Secondo i ricorrenti, tale dichiarazione contraddiceva il Piano Territoriale Paesaggistico Regionale (PTPR) del Lazio, modificando in modo illegittimo le previsioni già concertate con la Regione Lazio.
Tuttavia, il Tribunale ha ribadito che il potere dello Stato in materia di tutela ambientale è esclusivo e prioritario rispetto alla pianificazione regionale. Tale prerogativa consente al Ministero della Cultura di vincolare aree di particolare pregio, anche in contrasto con i piani urbanistici locali.
La Corte Costituzionale, già in precedenti pronunce, ha confermato che la protezione del paesaggio rientra tra le competenze esclusive dello Stato, definendola un valore primario e assoluto.
Di conseguenza, il Tribunale ha respinto l’argomentazione dei ricorrenti, confermando che le modifiche introdotte dal Ministero della Cultura sono legittime e necessarie per salvaguardare il territorio.
Il vincolo dei Castelli Romani non si tocca
L’area interessata è situata in prossimità della campagna romana e presenta caratteristiche di elevato valore paesaggistico e storico-agricolo.
Già classificata come “paesaggio agrario di rilevante valore” nel PTPR del Lazio, è stata ulteriormente tutelata con l’introduzione di specifiche prescrizioni d’uso. Queste sono volte a garantire la conservazione del suo carattere rurale.
Le indagini archeologiche preliminari non hanno evidenziato la presenza di resti significativi, ma il contesto complessivo è stato ritenuto meritevole di protezione.
Il vincolo oggetto del ricorso è stato adottato dopo un lungo iter istruttorio. Iter che ha coinvolto sia le autorità statali sia quelle regionali.
Tale provvedimento si è reso necessario per prevenire interventi di urbanizzazione che avrebbero compromesso l’integrità dell’area, inserendola in un quadro normativo che tutela il paesaggio come bene comune.
I ricorsi dei costruttori dei Castelli e di Roma
I ricorrenti avevano sollevato diverse obiezioni, tra cui la presunta violazione del loro legittimo affidamento sulla pianificazione regionale e la mancata concertazione con i privati.

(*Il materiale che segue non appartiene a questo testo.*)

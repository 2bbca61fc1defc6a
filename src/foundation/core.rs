use crate::foundation::error::{StrataError, StrataResult};

/// Output canvas dimensions in pixels.
#[derive(Clone, Copy, Debug, PartialEq, Eq, serde::Serialize, serde::Deserialize)]
pub struct Format {
    /// Width in pixels.
    pub width: u32,
    /// Height in pixels.
    pub height: u32,
}

impl Format {
    /// Create a validated format with non-zero dimensions.
    pub fn new(width: u32, height: u32) -> StrataResult<Self> {
        if width == 0 || height == 0 {
            return Err(StrataError::validation("format dimensions must be > 0"));
        }
        Ok(Self { width, height })
    }

    /// Byte length of an RGBA8 buffer covering the full format.
    pub fn rgba8_len(self) -> usize {
        self.width as usize * self.height as usize * 4
    }
}

/// Top-left pixel position of a drawn layer on the canvas.
#[derive(Clone, Copy, Debug, Default, PartialEq, Eq)]
pub struct Position {
    /// Horizontal offset from the canvas left edge.
    pub x: u32,
    /// Vertical offset from the canvas top edge.
    pub y: u32,
}

/// Pixel extent a layer is drawn at.
#[derive(Clone, Copy, Debug, PartialEq, Eq)]
pub struct Size {
    /// Width in pixels.
    pub width: u32,
    /// Height in pixels.
    pub height: u32,
}

impl From<Format> for Size {
    fn from(f: Format) -> Self {
        Self {
            width: f.width,
            height: f.height,
        }
    }
}

#[cfg(test)]
mod tests {
    use super::*;

    #[test]
    fn format_rejects_zero_dimensions() {
        assert!(Format::new(0, 10).is_err());
        assert!(Format::new(10, 0).is_err());
        assert!(Format::new(1, 1).is_ok());
    }

    #[test]
    fn rgba8_len_covers_all_pixels() {
        let f = Format::new(3, 2).unwrap();
        assert_eq!(f.rgba8_len(), 24);
    }
}
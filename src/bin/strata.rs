use std::path::PathBuf;

use clap::{Parser, Subcommand};
use strata::{CanvasPolicy, GenerateOpts, GenerateSession, ProjectConfig, RngSampler, Sampler};

#[derive(Parser, Debug)]
#[command(name = "strata", version)]
struct Cli {
    #[command(subcommand)]
    cmd: Command,
}

#[derive(Subcommand, Debug)]
enum Command {
    /// Generate a batch of unique editions from a project config.
    Generate(GenerateArgs),
}

#[derive(Parser, Debug)]
struct GenerateArgs {
    /// Project config JSON.
    #[arg(long)]
    config: PathBuf,

    /// Root directory holding one asset folder per layer.
    #[arg(long, default_value = "layers")]
    layers: PathBuf,

    /// Output directory (wiped and recreated).
    #[arg(long, default_value = "build")]
    out: PathBuf,

    /// Override the configured edition count.
    #[arg(long)]
    editions: Option<u32>,

    /// Override the configured RNG seed.
    #[arg(long)]
    seed: Option<u64>,

    /// Keep the previous edition's pixels on the canvas instead of clearing
    /// it between editions.
    #[arg(long, default_value_t = false)]
    carry_canvas: bool,
}

fn main() -> anyhow::Result<()> {
    tracing_subscriber::fmt()
        .with_env_filter(
            tracing_subscriber::EnvFilter::try_from_default_env()
                .unwrap_or_else(|_| tracing_subscriber::EnvFilter::new("info")),
        )
        .init();

    let cli = Cli::parse();
    match cli.cmd {
        Command::Generate(args) => cmd_generate(args),
    }
}

fn cmd_generate(args: GenerateArgs) -> anyhow::Result<()> {
    let mut config = ProjectConfig::from_path(&args.config)?;
    if let Some(editions) = args.editions {
        config.editions = editions;
    }
    if let Some(seed) = args.seed {
        config.seed = Some(seed);
    }

    let opts = GenerateOpts {
        editions: config.editions,
        canvas_policy: if args.carry_canvas {
            CanvasPolicy::Carry
        } else {
            CanvasPolicy::Fresh
        },
    };
    let mut session = GenerateSession::new(&config, &args.layers, &args.out, opts)?;

    let mut sampler: Box<dyn Sampler> = match config.seed {
        Some(seed) => Box::new(RngSampler::seeded(seed)),
        None => Box::new(RngSampler::from_entropy()),
    };
    let stats = session.generate(sampler.as_mut())?;
    session.write_metadata()?;

    eprintln!(
        "generated {} editions ({} duplicate renders) into {}",
        stats.editions_created,
        stats.duplicates,
        args.out.display()
    );
    Ok(())
}
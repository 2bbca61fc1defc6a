//! Edition generation session.
//!
//! A session owns the loaded layer catalog, the shared canvas, the
//! duplicate index, and the accepted metadata records. It front-loads
//! config validation and catalog loading, then generates editions 1..=N
//! sequentially with duplicate detection and a bounded retry budget.

use std::collections::HashMap;
use std::path::{Path, PathBuf};

use crate::catalog::{Layer, layers_setup};
use crate::config::ProjectConfig;
use crate::foundation::error::{StrataError, StrataResult};
use crate::metadata::{AttributeRecord, Combination, EditionRecord, write_metadata};
use crate::render::{EditionCanvas, decode_image_fit};
use crate::sample::{Sampler, select_element};

/// What happens to the canvas between editions.
#[derive(Clone, Copy, Debug, Default, PartialEq, Eq)]
pub enum CanvasPolicy {
    /// Clear to transparent before each edition.
    #[default]
    Fresh,
    /// Keep the previous edition's pixels; later editions paint over them
    /// and earlier imagery shows through transparent regions.
    Carry,
}

/// Options controlling one generation run.
#[derive(Clone, Copy, Debug)]
pub struct GenerateOpts {
    /// Number of unique editions to produce.
    pub editions: u32,
    /// Canvas handling between editions.
    pub canvas_policy: CanvasPolicy,
}

impl GenerateOpts {
    /// Options for `editions` unique editions with a fresh canvas each.
    pub fn new(editions: u32) -> Self {
        Self {
            editions,
            canvas_policy: CanvasPolicy::default(),
        }
    }
}

/// Outcome counters of a generation run.
#[derive(Clone, Copy, Debug, Default, PartialEq, Eq)]
pub struct GenerateStats {
    /// Editions accepted and recorded.
    pub editions_created: u32,
    /// Renders discarded as duplicate combinations.
    pub duplicates: u32,
}

/// Per-edition artifacts accumulated while rendering, finalized into an
/// [`EditionRecord`] once the combination is known to be unique.
#[derive(Debug, Default)]
struct EditionDraft {
    combination: Combination,
    attributes: Vec<AttributeRecord>,
}

impl EditionDraft {
    fn finalize(self, edition: u32) -> EditionRecord {
        EditionRecord {
            hash: self.combination.hash_string(),
            decoded_hash: self.combination.pairs().to_vec(),
            edition,
            date: chrono::Utc::now().timestamp_millis(),
            attributes: self.attributes,
        }
    }
}

/// Sequential generator for one batch of editions.
#[derive(Debug)]
pub struct GenerateSession {
    layers: Vec<Layer>,
    canvas: EditionCanvas,
    build_dir: PathBuf,
    duplicate_index: HashMap<String, u32>,
    records: Vec<EditionRecord>,
    opts: GenerateOpts,
}

impl GenerateSession {
    /// Validate the config, load the layer catalog, and set up a session
    /// writing into `build_dir`.
    pub fn new(
        config: &ProjectConfig,
        layers_root: impl AsRef<Path>,
        build_dir: impl Into<PathBuf>,
        opts: GenerateOpts,
    ) -> StrataResult<Self> {
        config.validate()?;
        let layers = layers_setup(config, layers_root.as_ref())?;
        Ok(Self {
            layers,
            canvas: EditionCanvas::new(config.format),
            build_dir: build_dir.into(),
            duplicate_index: HashMap::new(),
            records: Vec::new(),
            opts,
        })
    }

    /// The loaded layer catalog, in draw order.
    pub fn layers(&self) -> &[Layer] {
        &self.layers
    }

    /// Accepted edition records, in acceptance order.
    pub fn records(&self) -> &[EditionRecord] {
        &self.records
    }

    /// Wipe and recreate the build directory.
    ///
    /// Runs once before any edition is generated.
    pub fn build_setup(&self) -> StrataResult<()> {
        if self.build_dir.exists() {
            std::fs::remove_dir_all(&self.build_dir).map_err(|e| {
                StrataError::filesystem(format!(
                    "remove build directory '{}': {e}",
                    self.build_dir.display()
                ))
            })?;
        }
        std::fs::create_dir_all(&self.build_dir).map_err(|e| {
            StrataError::filesystem(format!(
                "create build directory '{}': {e}",
                self.build_dir.display()
            ))
        })
    }

    /// Generate editions until the requested count is reached or the
    /// duplicate budget runs out.
    ///
    /// Each edition renders all layers in order, then its combination key is
    /// checked against everything accepted so far. A collision logs the
    /// edition it collides with and re-renders the same edition number; once
    /// the total collision count exceeds the requested edition count the
    /// trait space is considered exhausted and generation stops early.
    #[tracing::instrument(skip_all, fields(editions = self.opts.editions))]
    pub fn generate(&mut self, sampler: &mut dyn Sampler) -> StrataResult<GenerateStats> {
        self.build_setup()?;

        let mut stats = GenerateStats::default();
        let mut edition = 1u32;
        while edition <= self.opts.editions {
            let draft = self.render_edition(edition, sampler)?;
            let key = draft.combination.key();

            if let Some(&first) = self.duplicate_index.get(&key) {
                stats.duplicates += 1;
                tracing::warn!(
                    edition,
                    collides_with = first,
                    "duplicate combination, retrying"
                );
                if stats.duplicates > self.opts.editions {
                    tracing::warn!(
                        duplicates = stats.duplicates,
                        "duplicate budget exhausted, stopping generation early"
                    );
                    break;
                }
                continue;
            }

            self.duplicate_index.insert(key, edition);
            self.records.push(draft.finalize(edition));
            tracing::info!(edition, "created edition");
            stats.editions_created += 1;
            edition += 1;
        }
        Ok(stats)
    }

    /// Write the accumulated metadata document, see
    /// [`crate::metadata::write_metadata`].
    pub fn write_metadata(&self) -> StrataResult<()> {
        write_metadata(&self.build_dir, &self.records)
    }

    /// Render all layers of one edition onto the shared canvas.
    ///
    /// Every drawn layer persists the cumulative canvas state to
    /// `<edition>.png`, overwriting any prior partial write for that
    /// edition. Layers whose draw selects nothing contribute neither pixels
    /// nor attributes.
    fn render_edition(
        &mut self,
        edition: u32,
        sampler: &mut dyn Sampler,
    ) -> StrataResult<EditionDraft> {
        if self.opts.canvas_policy == CanvasPolicy::Fresh {
            self.canvas.clear();
        }

        let out_path = self.build_dir.join(format!("{edition}.png"));
        let mut draft = EditionDraft::default();

        let Self { layers, canvas, .. } = self;
        for layer in layers.iter() {
            let Some(element) = select_element(layer, sampler.draw()) else {
                continue;
            };

            draft.combination.push(layer.id, element.id);
            draft.attributes.push(AttributeRecord {
                id: element.id,
                layer: layer.name.clone(),
                name: element.name.clone(),
                rarity: element.rarity.clone(),
            });

            let src_path = layer.location.join(&element.file_name);
            let bytes = std::fs::read(&src_path).map_err(|e| {
                StrataError::filesystem(format!(
                    "read trait image '{}': {e}",
                    src_path.display()
                ))
            })?;
            let img = decode_image_fit(&bytes, layer.size)?;
            canvas.draw(&img, layer.position)?;
            canvas.save_png(&out_path)?;
        }
        Ok(draft)
    }
}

Tuttavia il Tribunale ha respinto tutte le censure, sottolineando che il vincolo paesaggistico non equivale a un’espropriazione della proprietà privata. Si tratta, piuttosto, di una conformazione dell’uso del suolo, finalizzata a bilanciare le esigenze di sviluppo con la tutela ambientale.
Un messaggio chiaro: il paesaggio prevale
La sentenza rappresenta un ulteriore tassello nella protezione del territorio dei Castelli Romani.
Con questo verdetto, si rafforza il principio secondo cui lo sviluppo urbanistico deve sottostare alle esigenze di tutela del paesaggio e dell’ambiente.
Il progetto della nuova città, così come proposto, non potrà andare avanti, confermando l’importanza di salvaguardare un territorio di grande valore culturale e naturale.
Questo quinto no del Tribunale segna un punto fermo nella gestione del rapporto tra pianificazione regionale e tutela statale, inviando un messaggio chiaro: la protezione del paesaggio è una priorità inderogabile.